* [ASSIGNED TASK]
Within the data below, state how many lines contain the string "impl". Provide the number only.

* [MATERIAL FOR THIS TASK]
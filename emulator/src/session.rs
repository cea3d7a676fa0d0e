use std::fs::{self, OpenOptions};
use std::io::{self, BufRead, BufWriter, Write};
use std::path::Path;

use trigger_core::telemetry::{DecoderRecord, EventId};
use trigger_core::{FilterLevel, MaxCrankAngle, SharedDecoder, SyncStatus, TriggerConfig};

use crate::command::{Command, parse_command};
use crate::wheel::{Glitch, WheelEdge, WheelSimulator};

/// Polling period of the simulated main loop.
const POLL_PERIOD_MICROS: u64 = 10_000;
/// Lead time given by `wrap` before the timestamp counter overflows.
const WRAP_LEAD_MICROS: u32 = 2_000;

pub const HELP_TOPICS: &[(&str, &str)] = &[
    ("rpm", "rpm <n>                 - set wheel speed (0 stops the wheel)"),
    ("spin", "spin [revolutions]      - turn the wheel, polling every 10ms"),
    ("advance", "advance <duration>      - let simulated time pass"),
    ("stall", "stall <duration>        - stop the wheel and wait"),
    ("drop", "drop                    - swallow the next tooth"),
    ("extra", "extra [percent]         - add a noise pulse into the next pitch (default 30%)"),
    ("cam", "cam on|off              - enable the once-per-cycle cam tooth"),
    ("wrap", "wrap                    - make the 32-bit clock overflow shortly"),
    ("status", "status                  - show decoder state"),
    ("angle", "angle                   - show the current crank angle"),
    ("reset", "reset                   - reset the decoder (engine stopped)"),
    ("log", "log                     - list retained decoder events"),
    ("help", "help [topic]            - show help for a command"),
    ("quit", "quit | exit             - close the session"),
];

#[derive(Clone, Copy, Debug, Eq, PartialEq)]
pub enum TranscriptProfile {
    Cranking,
    Running,
    Sequential,
}

impl TranscriptProfile {
    pub fn log_path(self) -> &'static str {
        match self {
            TranscriptProfile::Cranking => "transcripts/emulator-cranking.log",
            TranscriptProfile::Running => "transcripts/emulator-running.log",
            TranscriptProfile::Sequential => "transcripts/emulator-sequential.log",
        }
    }

    pub fn header(self) -> &'static str {
        match self {
            TranscriptProfile::Cranking => "Trigger emulator cranking transcript (60-2)",
            TranscriptProfile::Running => "Trigger emulator running transcript (36-1)",
            TranscriptProfile::Sequential => "Trigger emulator sequential transcript (36-1 + cam)",
        }
    }

    /// Wheel and decoder tuning simulated by the profile.
    pub fn config(self) -> TriggerConfig {
        match self {
            TranscriptProfile::Cranking => {
                TriggerConfig::missing_tooth(60, 2).with_noise_filter(20, FilterLevel::Lite)
            }
            TranscriptProfile::Running => TriggerConfig::missing_tooth(36, 1),
            TranscriptProfile::Sequential => TriggerConfig::missing_tooth(36, 1)
                .with_max_crank_angle(MaxCrankAngle::Degrees720),
        }
    }

    pub fn from_tag(tag: &str) -> Result<Self, String> {
        if tag.eq_ignore_ascii_case("cranking") {
            Ok(Self::Cranking)
        } else if tag.eq_ignore_ascii_case("running") {
            Ok(Self::Running)
        } else if tag.eq_ignore_ascii_case("sequential") {
            Ok(Self::Sequential)
        } else {
            Err(format!("Unknown transcript profile `{tag}`"))
        }
    }
}

pub struct Session {
    decoder: SharedDecoder,
    wheel: WheelSimulator,
    transcript: TranscriptLogger,
    next_event: EventId,
    closed: bool,
}

impl Session {
    /// Starts a session that records its transcript under the profile's log path.
    pub fn new(profile: TranscriptProfile) -> io::Result<Self> {
        let transcript = TranscriptLogger::new(profile)?;
        Self::with_transcript(profile, transcript)
    }

    /// Starts a session whose transcript is discarded.
    #[cfg(test)]
    pub fn detached(profile: TranscriptProfile) -> io::Result<Self> {
        Self::with_transcript(profile, TranscriptLogger::discard())
    }

    fn with_transcript(
        profile: TranscriptProfile,
        transcript: TranscriptLogger,
    ) -> io::Result<Self> {
        let config = profile.config();
        let decoder = SharedDecoder::new(config)
            .map_err(|err| io::Error::new(io::ErrorKind::InvalidInput, err))?;
        Ok(Self {
            decoder,
            wheel: WheelSimulator::new(config.teeth_per_revolution, config.missing_teeth),
            transcript,
            next_event: 0,
            closed: false,
        })
    }

    /// Prompts on `output` and executes lines from `input` until `quit` or
    /// end of input.
    pub fn run_repl(&mut self, mut input: impl BufRead, mut output: impl Write) -> io::Result<()> {
        let mut line = String::new();
        while !self.closed {
            write!(output, "> ")?;
            output.flush()?;

            line.clear();
            if input.read_line(&mut line)? == 0 {
                writeln!(output)?;
                break;
            }
            for response in self.handle_command(&line)? {
                writeln!(output, "{response}")?;
            }
        }
        Ok(())
    }

    pub fn handle_command(&mut self, line: &str) -> io::Result<Vec<String>> {
        let trimmed = line.trim();
        if trimmed.is_empty() {
            return Ok(Vec::new());
        }

        let elapsed = self.wheel.elapsed_micros();
        self.transcript
            .append_line(elapsed, TranscriptRole::Host, trimmed)?;

        let lines = match parse_command(trimmed) {
            Ok(command) => self.execute(command),
            Err(err) => vec![format!("ERR syntax {err}")],
        };

        let elapsed = self.wheel.elapsed_micros();
        self.record_output(elapsed, &lines)?;
        Ok(lines)
    }

    fn execute(&mut self, command: Command) -> Vec<String> {
        match command {
            Command::Rpm(rpm) => {
                self.wheel.set_rpm(rpm);
                match self.wheel.pitch_micros() {
                    Some(pitch) => vec![format!("OK rpm={rpm} pitch={pitch}us")],
                    None => vec!["OK wheel stopped".to_string()],
                }
            }
            Command::Spin(revolutions) => match self.wheel.revolution_micros() {
                Some(revolution) => {
                    let edges = self.run_for(revolution * u64::from(revolutions));
                    self.report_run(format!("OK spun {revolutions} rev edges={edges}"))
                }
                None => vec!["ERR wheel stopped; set rpm first".to_string()],
            },
            Command::Advance(millis) => {
                let edges = self.run_for(u64::from(millis) * 1_000);
                self.report_run(format!("OK advanced {millis}ms edges={edges}"))
            }
            Command::Stall(millis) => {
                self.wheel.set_rpm(0);
                self.run_for(u64::from(millis) * 1_000);
                self.report_run(format!("OK wheel stopped for {millis}ms"))
            }
            Command::Drop => {
                self.wheel.inject(Glitch::Drop);
                vec!["OK next tooth will be dropped".to_string()]
            }
            Command::Extra(percent) => match u8::try_from(percent) {
                Ok(percent @ 1..=99) => {
                    self.wheel.inject(Glitch::Extra { percent });
                    vec![format!("OK noise pulse armed at {percent}% of the next pitch")]
                }
                _ => vec!["ERR extra pulse must land inside the pitch (1-99%)".to_string()],
            },
            Command::Cam(enabled) => {
                self.wheel.set_cam(enabled);
                vec![format!("OK cam {}", if enabled { "on" } else { "off" })]
            }
            Command::Wrap => {
                self.wheel.wrap_clock_in(WRAP_LEAD_MICROS);
                vec![format!(
                    "OK clock at {} wraps in {}us",
                    self.wheel.now(),
                    WRAP_LEAD_MICROS
                )]
            }
            Command::Status => self.status_lines(),
            Command::Angle => {
                let angle = self.decoder.crank_angle(self.wheel.now());
                vec![format!("angle={}", format_millidegrees(angle))]
            }
            Command::Reset => {
                self.decoder.reset_decoder(self.wheel.now());
                self.report_run("OK decoder reset".to_string())
            }
            Command::Log => {
                let records = self.decoder.events_since(0);
                if records.is_empty() {
                    return vec!["log: empty".to_string()];
                }
                records.iter().map(describe_record).collect()
            }
            Command::Help(topic) => help_lines(topic.as_deref()),
            Command::Quit => {
                self.closed = true;
                vec!["Session closed.".to_string()]
            }
        }
    }

    /// Runs the wheel for `micros`, polling the decoder every period like the
    /// firmware main loop. Returns the number of edges delivered.
    fn run_for(&mut self, micros: u64) -> usize {
        let mut remaining = micros;
        let mut edges = 0;
        while remaining > 0 {
            let step = remaining.min(POLL_PERIOD_MICROS);
            let decoder = &self.decoder;
            self.wheel.advance(step, |edge| {
                edges += 1;
                match edge {
                    WheelEdge::Crank(timestamp) => {
                        decoder.on_tooth_edge(timestamp);
                    }
                    WheelEdge::Cam(timestamp) => {
                        decoder.on_secondary_tooth_edge(timestamp);
                    }
                }
            });
            self.decoder.tick(self.wheel.now());
            remaining -= step;
        }
        edges
    }

    fn report_run(&mut self, head: String) -> Vec<String> {
        let mut lines = vec![head];
        for record in self.decoder.events_since(self.next_event) {
            lines.push(format!("EVENT {}", describe_record(&record)));
            self.next_event = record.id.wrapping_add(1);
        }
        lines.push(self.summary());
        lines
    }

    fn summary(&self) -> String {
        let snapshot = self.decoder.snapshot();
        format!(
            "sync={} rpm={} angle={} losses={}",
            sync_label(snapshot.sync_status()),
            snapshot.rpm(),
            format_millidegrees(snapshot.crank_angle(self.wheel.now())),
            snapshot.state.sync_loss_count()
        )
    }

    fn status_lines(&self) -> Vec<String> {
        let snapshot = self.decoder.snapshot();
        let state = &snapshot.state;
        vec![
            self.summary(),
            format!(
                "revolutions={} tooth={} revolution-time={}us stall-after={}us",
                state.revolution_count(),
                state.tooth_index(),
                state.revolution_time_micros(),
                state.max_stall_interval_micros()
            ),
            format!(
                "wheel rpm={} cam={} clock={}",
                self.wheel.rpm(),
                if self.wheel.cam_enabled() { "on" } else { "off" },
                self.wheel.now()
            ),
        ]
    }

    fn record_output(&mut self, elapsed: u64, lines: &[String]) -> io::Result<()> {
        for line in lines {
            self.transcript
                .append_line(elapsed, TranscriptRole::Emulator, line)?;
        }
        Ok(())
    }
}

struct TranscriptLogger {
    writer: BufWriter<Box<dyn Write>>,
}

impl TranscriptLogger {
    fn new(profile: TranscriptProfile) -> io::Result<Self> {
        let path = Path::new(profile.log_path());
        if let Some(parent) = path.parent() {
            fs::create_dir_all(parent)?;
        }

        let file = OpenOptions::new()
            .create(true)
            .write(true)
            .truncate(true)
            .open(path)?;

        let mut logger = Self {
            writer: BufWriter::new(Box::new(file)),
        };

        logger.write_header(profile)?;
        Ok(logger)
    }

    #[cfg(test)]
    fn discard() -> Self {
        Self {
            writer: BufWriter::new(Box::new(io::sink())),
        }
    }

    fn write_header(&mut self, profile: TranscriptProfile) -> io::Result<()> {
        writeln!(self.writer, "# {}", profile.header())?;
        writeln!(
            self.writer,
            "# Timestamps are simulated milliseconds since session start"
        )?;
        writeln!(self.writer)?;
        self.writer.flush()
    }

    fn append_line(
        &mut self,
        elapsed_micros: u64,
        role: TranscriptRole,
        line: &str,
    ) -> io::Result<()> {
        writeln!(
            self.writer,
            "[+{:>6}.{:03} ms] {} {}",
            elapsed_micros / 1_000,
            elapsed_micros % 1_000,
            role.prefix(),
            line
        )?;
        self.writer.flush()
    }
}

enum TranscriptRole {
    Host,
    Emulator,
}

impl TranscriptRole {
    fn prefix(&self) -> &'static str {
        match self {
            TranscriptRole::Host => "HOST>",
            TranscriptRole::Emulator => "EMU <",
        }
    }
}

fn help_lines(topic: Option<&str>) -> Vec<String> {
    match topic {
        None => {
            let mut lines = vec![format!("Commands: {}", help_topic_list())];
            lines.push("Use `help <topic>` for details.".to_string());
            lines
        }
        Some(topic) => match HELP_TOPICS.iter().find(|(name, _)| *name == topic) {
            Some((_, text)) => vec![(*text).to_string()],
            None => vec![format!("ERR unknown help topic `{topic}`")],
        },
    }
}

fn help_topic_list() -> String {
    let mut buffer = String::new();
    for (index, (name, _)) in HELP_TOPICS.iter().enumerate() {
        if index > 0 {
            buffer.push_str(", ");
        }
        buffer.push_str(name);
    }
    buffer
}

fn describe_record(record: &DecoderRecord) -> String {
    format!("#{} t={}us {}", record.id, record.timestamp, record.event)
}

fn sync_label(status: SyncStatus) -> &'static str {
    match status {
        SyncStatus::Unsynced => "none",
        SyncStatus::HalfSync => "half",
        SyncStatus::FullSync => "full",
    }
}

fn format_millidegrees(angle: i32) -> String {
    format!("{}.{:03}deg", angle / 1_000, angle % 1_000)
}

* [SOLUTION TO THE PROBLEM]
5